> [What is expected] Sift the material for lines containing "styled", and return them.

• • • • •

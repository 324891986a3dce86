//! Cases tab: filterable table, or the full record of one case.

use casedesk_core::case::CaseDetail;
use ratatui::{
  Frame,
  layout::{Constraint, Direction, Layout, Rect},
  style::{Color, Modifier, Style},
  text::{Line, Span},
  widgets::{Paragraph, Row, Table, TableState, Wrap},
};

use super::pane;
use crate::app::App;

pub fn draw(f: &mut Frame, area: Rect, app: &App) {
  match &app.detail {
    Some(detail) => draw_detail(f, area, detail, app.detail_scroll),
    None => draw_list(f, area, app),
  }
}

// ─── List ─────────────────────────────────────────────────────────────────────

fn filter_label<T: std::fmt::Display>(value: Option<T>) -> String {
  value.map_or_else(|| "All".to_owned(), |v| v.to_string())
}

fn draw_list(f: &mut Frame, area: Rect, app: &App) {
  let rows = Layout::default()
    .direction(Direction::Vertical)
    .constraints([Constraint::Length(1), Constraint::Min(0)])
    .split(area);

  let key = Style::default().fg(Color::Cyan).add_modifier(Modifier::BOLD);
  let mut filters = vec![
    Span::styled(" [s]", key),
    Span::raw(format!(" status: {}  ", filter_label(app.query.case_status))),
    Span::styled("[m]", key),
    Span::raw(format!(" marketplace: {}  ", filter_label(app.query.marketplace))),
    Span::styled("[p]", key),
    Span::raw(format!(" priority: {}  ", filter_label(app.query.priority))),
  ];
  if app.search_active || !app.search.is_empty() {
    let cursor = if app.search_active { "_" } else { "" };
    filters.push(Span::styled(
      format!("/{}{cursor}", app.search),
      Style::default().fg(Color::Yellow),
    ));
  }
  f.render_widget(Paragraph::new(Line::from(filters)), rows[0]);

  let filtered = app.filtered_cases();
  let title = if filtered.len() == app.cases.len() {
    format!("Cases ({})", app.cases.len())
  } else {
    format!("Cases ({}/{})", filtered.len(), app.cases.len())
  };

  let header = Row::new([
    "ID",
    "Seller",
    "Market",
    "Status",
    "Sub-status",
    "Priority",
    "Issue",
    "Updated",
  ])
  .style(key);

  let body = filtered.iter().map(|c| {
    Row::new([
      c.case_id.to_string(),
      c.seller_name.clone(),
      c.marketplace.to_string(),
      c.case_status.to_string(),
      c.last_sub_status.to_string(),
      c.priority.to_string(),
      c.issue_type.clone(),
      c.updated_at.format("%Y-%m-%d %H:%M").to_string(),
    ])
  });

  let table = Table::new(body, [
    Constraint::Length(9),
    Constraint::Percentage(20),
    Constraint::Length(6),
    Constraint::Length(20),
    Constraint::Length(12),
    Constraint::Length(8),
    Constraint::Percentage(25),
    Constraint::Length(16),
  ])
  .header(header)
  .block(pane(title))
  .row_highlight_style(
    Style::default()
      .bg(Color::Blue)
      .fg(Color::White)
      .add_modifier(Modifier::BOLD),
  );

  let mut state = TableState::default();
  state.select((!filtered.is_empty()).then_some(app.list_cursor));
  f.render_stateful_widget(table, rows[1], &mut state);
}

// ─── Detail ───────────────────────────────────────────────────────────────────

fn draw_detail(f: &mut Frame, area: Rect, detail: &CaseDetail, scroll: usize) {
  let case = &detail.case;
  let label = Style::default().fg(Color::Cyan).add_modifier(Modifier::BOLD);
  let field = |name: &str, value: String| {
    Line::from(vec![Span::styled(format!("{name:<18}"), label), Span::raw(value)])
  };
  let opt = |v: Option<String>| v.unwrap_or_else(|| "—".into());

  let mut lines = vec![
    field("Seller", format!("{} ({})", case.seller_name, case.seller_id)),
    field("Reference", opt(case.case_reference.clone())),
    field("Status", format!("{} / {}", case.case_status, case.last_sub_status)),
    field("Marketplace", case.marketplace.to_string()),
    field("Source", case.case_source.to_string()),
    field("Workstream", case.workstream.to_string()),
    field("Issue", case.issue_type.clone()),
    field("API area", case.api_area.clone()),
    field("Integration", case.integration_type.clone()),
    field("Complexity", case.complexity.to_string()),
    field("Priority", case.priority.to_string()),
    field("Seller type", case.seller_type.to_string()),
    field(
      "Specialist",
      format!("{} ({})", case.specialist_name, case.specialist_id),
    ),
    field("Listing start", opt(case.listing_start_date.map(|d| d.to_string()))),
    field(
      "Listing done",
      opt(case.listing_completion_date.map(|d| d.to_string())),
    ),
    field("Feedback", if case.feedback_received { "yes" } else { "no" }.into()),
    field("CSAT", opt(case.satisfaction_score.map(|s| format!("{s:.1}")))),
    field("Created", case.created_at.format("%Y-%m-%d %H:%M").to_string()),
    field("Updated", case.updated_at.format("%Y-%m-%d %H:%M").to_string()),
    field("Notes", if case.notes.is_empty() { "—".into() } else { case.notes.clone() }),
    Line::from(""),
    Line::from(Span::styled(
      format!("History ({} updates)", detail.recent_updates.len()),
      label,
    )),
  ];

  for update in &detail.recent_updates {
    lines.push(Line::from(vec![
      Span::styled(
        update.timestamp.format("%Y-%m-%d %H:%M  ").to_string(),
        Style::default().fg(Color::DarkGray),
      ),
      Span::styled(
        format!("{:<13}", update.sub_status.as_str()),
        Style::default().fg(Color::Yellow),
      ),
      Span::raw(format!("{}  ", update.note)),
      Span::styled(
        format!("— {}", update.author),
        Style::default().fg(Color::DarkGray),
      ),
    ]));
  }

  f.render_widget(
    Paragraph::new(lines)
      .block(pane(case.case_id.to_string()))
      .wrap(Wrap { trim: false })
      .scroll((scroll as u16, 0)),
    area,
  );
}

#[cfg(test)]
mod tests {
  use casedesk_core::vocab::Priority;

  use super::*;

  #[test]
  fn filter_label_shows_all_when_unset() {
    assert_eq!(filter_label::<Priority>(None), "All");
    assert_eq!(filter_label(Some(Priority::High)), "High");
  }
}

• • • • •

> [Output of the task]
    Span::styled(" [s]", key),
    Span::styled("[m]", key),
    Span::styled("[p]", key),
    filters.push(Span::styled(
    Line::from(vec![Span::styled(format!("{name:<18}"), label), Span::raw(value)])
    Line::from(Span::styled(
      Span::styled(
      Span::styled(
      Span::styled(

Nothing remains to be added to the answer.